Alexis...really like reading your explanations.

posted November 6th, 2013
@beatnikphoto Thanks Brian!
posted November 6th, 2013
@grizzlysghost When you list the image, it's either listed as an RM or RF image, so it will sell as that type (assuming it's not been changed due to lack of historic sales). It's decided at submission time, not sale time, whether it's RM or RF.

The statement does confirm what it was sold as. Here's an example statement:

http://snoopy.me.uk/misc/gettystatement.jpg

Once you list an RM image on Getty, you are not legally (by the terms of the contract) allowed to list it on a POD site. Statements are a minimum of a month delayed, and this month my statement tracked a sale (which in this case happened to be of an RM image) which occurred in early 2012. It's not feasible to ensure that it does not sell on a POD site after an RM sale has been made via Getty.

Obviously, you need to decide whether violating the contract is worth it to you, but for me, I personally do not consider it to be a wise move. (Getty do have an internal TinEye-type service for tracking unauthorized RM image usage). If an image has been invited to Getty as RM and I feel that I would earn more by selling it as a print, then I do not complete the submission process to Getty. (Bear in mind you can leave images unsubmitted in the Contributor Portal for as long as you like, so you can submit it in a year from now if you decide it's had no print sales and want to try it for stock instead)

Have you checked how many of your invited images have been invited as RM? I would guess that the majority have been selected for Flickr RF or Flickr Open. You can check in the contributor portal (I always always do this before even considering final submission of an image)



Edit: I should also point out that other limitations apply to RM images. Ever licensed your image directly prior to it being invited to Getty?

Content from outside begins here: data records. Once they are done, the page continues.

//! Machine geometry
//!
//! Two anchors sit `width` apart on the x axis. Each cable winds on a spool
//! of `spool_radius`, turned by a stepper with `steps_per_revolution` steps.

use core::f64::consts::PI;

#[cfg(feature = "serde")]
use serde::{Deserialize, Serialize};

use super::loader::ConfigError;
use crate::motion::{GeometryError, Point};

/// Largest step count an `f64` length converts to exactly (2^53)
const MAX_EXACT_STEPS: f64 = 9_007_199_254_740_992.0;

/// Immutable machine geometry
#[derive(Debug, Clone, Copy, PartialEq)]
pub struct MachineConfig {
    width: f64,
    spool_radius: f64,
    steps_per_revolution: f64,
}

impl MachineConfig {
    /// Create a validated configuration
    ///
    /// All three values must be finite and strictly positive.
    pub fn new(
        width: f64,
        spool_radius: f64,
        steps_per_revolution: f64,
    ) -> Result<Self, ConfigError> {
        positive("width", width)?;
        positive("spool radius", spool_radius)?;
        positive("steps per revolution", steps_per_revolution)?;
        Ok(Self {
            width,
            spool_radius,
            steps_per_revolution,
        })
    }

    /// Anchor separation
    pub fn width(&self) -> f64 {
        self.width
    }

    /// Spool radius
    pub fn spool_radius(&self) -> f64 {
        self.spool_radius
    }

    /// Motor steps per spool revolution
    pub fn steps_per_revolution(&self) -> f64 {
        self.steps_per_revolution
    }

    /// Left anchor, always the origin
    pub fn left_anchor(&self) -> Point {
        Point::ORIGIN
    }

    /// Right anchor, always `(width, 0)`
    pub fn right_anchor(&self) -> Point {
        Point::new(self.width, 0.0)
    }

    /// Cable length paid out by a number of steps
    pub fn steps_to_length(&self, steps: i64) -> f64 {
        2.0 * PI * self.spool_radius * (steps as f64 / self.steps_per_revolution)
    }

    /// Nearest step count for a cable length
    ///
    /// Halves round away from zero.
    pub fn length_to_steps(&self, length: f64) -> i64 {
        (length / self.steps_to_length(1)).round() as i64
    }

    /// Nearest step count for a cable length, if it has an exact one
    ///
    /// Lengths that are not finite, or too long to count in whole steps
    /// without losing precision, are an error instead of a saturated count.
    pub fn checked_length_to_steps(&self, length: f64) -> Result<i64, GeometryError> {
        let steps = (length / self.steps_to_length(1)).round();
        if steps.is_nan() || steps.abs() > MAX_EXACT_STEPS {
            return Err(GeometryError::StepOverflow { steps });
        }
        Ok(steps as i64)
    }

    /// Angle of the left cable below the anchor line, from both cable lengths
    ///
    /// Law of cosines on the anchor/anchor/effector triangle. Lengths that
    /// cannot form that triangle are an error; the cosine is never clamped.
    pub fn left_cable_angle(&self, left_len: f64, right_len: f64) -> Result<f64, GeometryError> {
        let w = self.width;
        let cosine = (w * w + left_len * left_len - right_len * right_len) / (2.0 * w * left_len);
        if !(-1.0..=1.0).contains(&cosine) {
            // Also catches NaN from a zero-length left cable
            return Err(GeometryError::Unreachable { cosine });
        }
        Ok(cosine.acos())
    }
}

fn positive(field: &'static str, value: f64) -> Result<(), ConfigError> {
    if value.is_finite() && value > 0.0 {
        Ok(())
    } else {
        Err(ConfigError::InvalidValue { field, value })
    }
}

/// The five startup values: geometry plus the effector's initial position
#[derive(Debug, Clone, Copy, PartialEq)]
#[cfg_attr(feature = "serde", derive(Serialize, Deserialize))]
pub struct MachineSetup {
    /// Anchor separation
    pub width: f64,
    /// Spool radius
    pub spool_radius: f64,
    /// Motor steps per spool revolution
    pub steps_per_revolution: f64,
    /// Initial effector x
    pub initial_x: f64,
    /// Initial effector y
    pub initial_y: f64,
}

impl MachineSetup {
    /// Validated machine geometry
    pub fn machine_config(&self) -> Result<MachineConfig, ConfigError> {
        MachineConfig::new(self.width, self.spool_radius, self.steps_per_revolution)
    }

    /// Initial effector position
    pub fn initial_position(&self) -> Result<Point, ConfigError> {
        let position = Point::new(self.initial_x, self.initial_y);
        if !position.is_finite() {
            return Err(ConfigError::InvalidPosition {
                x: self.initial_x,
                y: self.initial_y,
            });
        }
        Ok(position)
    }
}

If you licensed it for a fixed period of time, and it's been invited to Getty as an RM image, you cannot submit it until any previous license periods have expired. If you licensed it outright (i.e. a direct RF sale) and it's been invited to Getty as an RM image, you are not permitted to sell it through Getty (unless you can persuade them to change it to RF -- good luck).

Images invited as RM have very complex rights involved with them, and it's important to understand them before submitting them (or to not submit RM-invited images at all, if you don't want the hassle). On the plus side, RM images are the only ones that have a potential of earning thousands of dollars for a single sale.
posted November 6th, 2013
@abirkill Thanks for the info Alexis! There are only a few images that are both Getty and FAA, and I'm fairly certain they are RF. Since they are currently stuck in the "approval" phase I can't access their details. I do have two I'm still working on because I need to get releases signed, and they are both RF. I certainly don't want a conflict, so if Getty approves an image as RM, and it's on FAA, I will promptly remove it from FAA :)
posted November 6th, 2013
@grizzlysghost No problem! Good luck, and here's hoping to lots of sales!

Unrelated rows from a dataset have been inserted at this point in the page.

//! Control loop
//!
//! One tick per target point: read the point, convert it to a motor
//! instruction, send it, log the result, then pause. The loop ends quietly
//! when the point stream runs out; every other failure ends it with an error.

use std::fmt;

use embedded_hal::delay::DelayNs;
use polargraph_core::{
    GeometryError, InstructionPair, KinematicsEngine, Point, PointError, PointSource,
};
use polargraph_drivers::{CommandLink, LinkError, LinkStats};
use polargraph_hal::ByteChannel;
use thiserror::Error;
use tracing::{debug, info, warn};

/// Default pause between ticks, in milliseconds
pub const DEFAULT_TICK_MS: u32 = 1000;

/// Handshake attempts above which a tick is logged as slow
const SLOW_HANDSHAKE_ATTEMPTS: u32 = 100;

/// Errors that end a run
#[derive(Debug, Error)]
pub enum ControlError<E: fmt::Debug> {
    /// The point stream failed or held a malformed line
    #[error(transparent)]
    Point(#[from] PointError),

    /// The target cannot be reached with the configured geometry
    #[error("tick {tick}: {source}")]
    Geometry {
        tick: u32,
        #[source]
        source: GeometryError,
    },

    /// The motor controller never acknowledged the handshake
    #[error("tick {tick}: no acknowledgement after {attempts} handshake attempts")]
    Stall { tick: u32, attempts: u32 },

    /// Framing or channel failure
    #[error("tick {tick}: link failure: {error:?}")]
    Link { tick: u32, error: LinkError<E> },
}

/// Outcome of a completed run
#[derive(Debug, Clone, Copy, PartialEq)]
pub struct RunSummary {
    /// Points sent to the controller
    pub ticks: u32,
    /// Result of the last command, if any was sent
    pub last_result: Option<i16>,
    /// Tracked effector position at the end of the run
    pub final_position: Point,
    /// Link counters at the end of the run
    pub link: LinkStats,
}

/// Drives the plotter from a stream of target points
pub struct Controller<C, D> {
    link: CommandLink<C, D>,
    tick_ms: u32,
    ticks: u32,
}

impl<C, D> Controller<C, D>
where
    C: ByteChannel,
    C::Error: fmt::Debug,
    D: DelayNs,
{
    /// Create a controller pausing `tick_ms` after every point
    pub fn new(link: CommandLink<C, D>, tick_ms: u32) -> Self {
        Self {
            link,
            tick_ms,
            ticks: 0,
        }
    }

    /// The underlying link
    pub fn link(&self) -> &CommandLink<C, D> {
        &self.link
    }

    /// Ticks completed so far
    pub fn ticks(&self) -> u32 {
        self.ticks
    }

    /// Run until the point stream is exhausted
    pub fn run<P: PointSource>(
        &mut self,
        engine: &mut KinematicsEngine,
        points: &mut P,
    ) -> Result<RunSummary, ControlError<C::Error>> {
        let mut last_result = None;

        while let Some(target) = points.next_point()? {
            last_result = Some(self.tick(engine, target)?);
            self.link.delay_mut().delay_ms(self.tick_ms);
        }

        info!(ticks = self.ticks, "point stream exhausted");
        Ok(RunSummary {
            ticks: self.ticks,
            last_result,
            final_position: engine.position(),
            link: self.link.stats(),
        })
    }

    /// Convert one target and send it to the controller
    pub fn tick(
        &mut self,
        engine: &mut KinematicsEngine,
        target: Point,
    ) -> Result<i16, ControlError<C::Error>> {
        let tick = self.ticks + 1;

        let planned = engine
            .plan_instruction(target)
            .map_err(|source| ControlError::Geometry { tick, source })?;
        let pair = planned.instructions;
        log_instruction(tick, target, &pair);

        // The engine only moves once the controller has taken the command
        let result = self
            .link
            .send_motor_command(
                pair.left.direction,
                pair.left.steps,
                pair.right.direction,
                pair.right.steps,
            )
            .map_err(|error| match error {
                LinkError::Stall { attempts } => ControlError::Stall { tick, attempts },
                error => ControlError::Link { tick, error },
            })?;
        engine.commit(&planned);

        let attempts = self.link.stats().last_handshake_attempts;
        if attempts > SLOW_HANDSHAKE_ATTEMPTS {
            warn!(tick, attempts, "slow handshake");
        }

        let position = engine.position();
        info!(tick, result, x = position.x, y = position.y, "tick complete");

        self.ticks = tick;
        Ok(result)
    }
}

fn log_instruction(tick: u32, target: Point, pair: &InstructionPair) {
    debug!(
        tick,
        target_x = target.x,
        target_y = target.y,
        left = pair.left.signed_steps(),
        right = pair.right.signed_steps(),
        "instruction"
    );
}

One thing I would say on model releases (as I'm guessing they are, rather than property releases) is a moral issue rather than a Getty Images issue.

A lot of photographers 'sugar-coat' a model release, which I personally feel is dishonest. Non-professional models do not understand the stock photography industry, and in my opinion need to be fully informed that you (the photographer) have no control over how the photo will be used, other than that it will not be defamatory or pornographic. They could appear on a billboard, on the front of a magazine, or anywhere else, and they could be appearing to support any product or concept (Preparation H, gay marriage, Christianity, Obama, etc.). If they are not happy with that, they shouldn't sign a release.

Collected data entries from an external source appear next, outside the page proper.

//! Planar geometry
//!
//! Machine frame: origin at the left anchor, x toward the right anchor,
//! y pointing down from the anchor line.

use core::ops::Sub;

#[cfg(feature = "serde")]
use serde::{Deserialize, Serialize};

/// A point in the machine frame
#[derive(Debug, Clone, Copy, PartialEq, Default)]
#[cfg_attr(feature = "serde", derive(Serialize, Deserialize))]
pub struct Point {
    pub x: f64,
    pub y: f64,
}

impl Point {
    /// The left anchor
    pub const ORIGIN: Point = Point { x: 0.0, y: 0.0 };

    /// Create a point
    pub const fn new(x: f64, y: f64) -> Self {
        Self { x, y }
    }

    /// Distance from the origin
    pub fn magnitude(&self) -> f64 {
        self.x.hypot(self.y)
    }

    /// Straight-line distance to another point
    pub fn distance_to(&self, other: Point) -> f64 {
        (*self - other).magnitude()
    }

    /// Check that both coordinates are finite
    pub fn is_finite(&self) -> bool {
        self.x.is_finite() && self.y.is_finite()
    }
}

impl Sub for Point {
    type Output = Point;

    fn sub(self, rhs: Point) -> Point {
        Point::new(self.x - rhs.x, self.y - rhs.y)
    }
}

Also remember that if you do sell an image that features a non-professional model, and it is used widely (on the cover of a best-selling novel, for instance), that person will immediately assume that you have been paid a five figure sum (which you won't have been!). :)
posted November 6th, 2013
@abirkill Haha, funny about the five-figure; definitely a misconception! I had to submit a model release on one image and a property release on another. The model was me, and the property was my front yard! They need the release anyway, but these two were pretty easy! I will get an "adult" to sign as witness tomorrow since my son is not 18 yet :)

I will let you know how it goes!
posted November 6th, 2013
@grizzlysghost Congratulations! Your work is amazing!

@abirkill Love reading your thorough explanations. Thank you for always taking the time.
posted November 6th, 2013
@nadaa Thanks Nada! :)
posted November 6th, 2013
@grizzlysghost Good luck Aaron with your sales and endeavor into stock sales!

@abirkill Thank you for such detailed information Alexis! Always appreciated!
posted November 6th, 2013
@grizzlysghost Having tried about ten micro-stock agencies over the last five or six years (submitting not very much I have to admit), I came to the conclusion to stay with two of them:

Shutterstock: Make the most sales, but at low prices (mostly $0.25)

Dreamstime: Making less sales than Shutterstock but at better pricing that goes up the more you sell of a picture (Earning now about $9.00 for a particular picture per sale).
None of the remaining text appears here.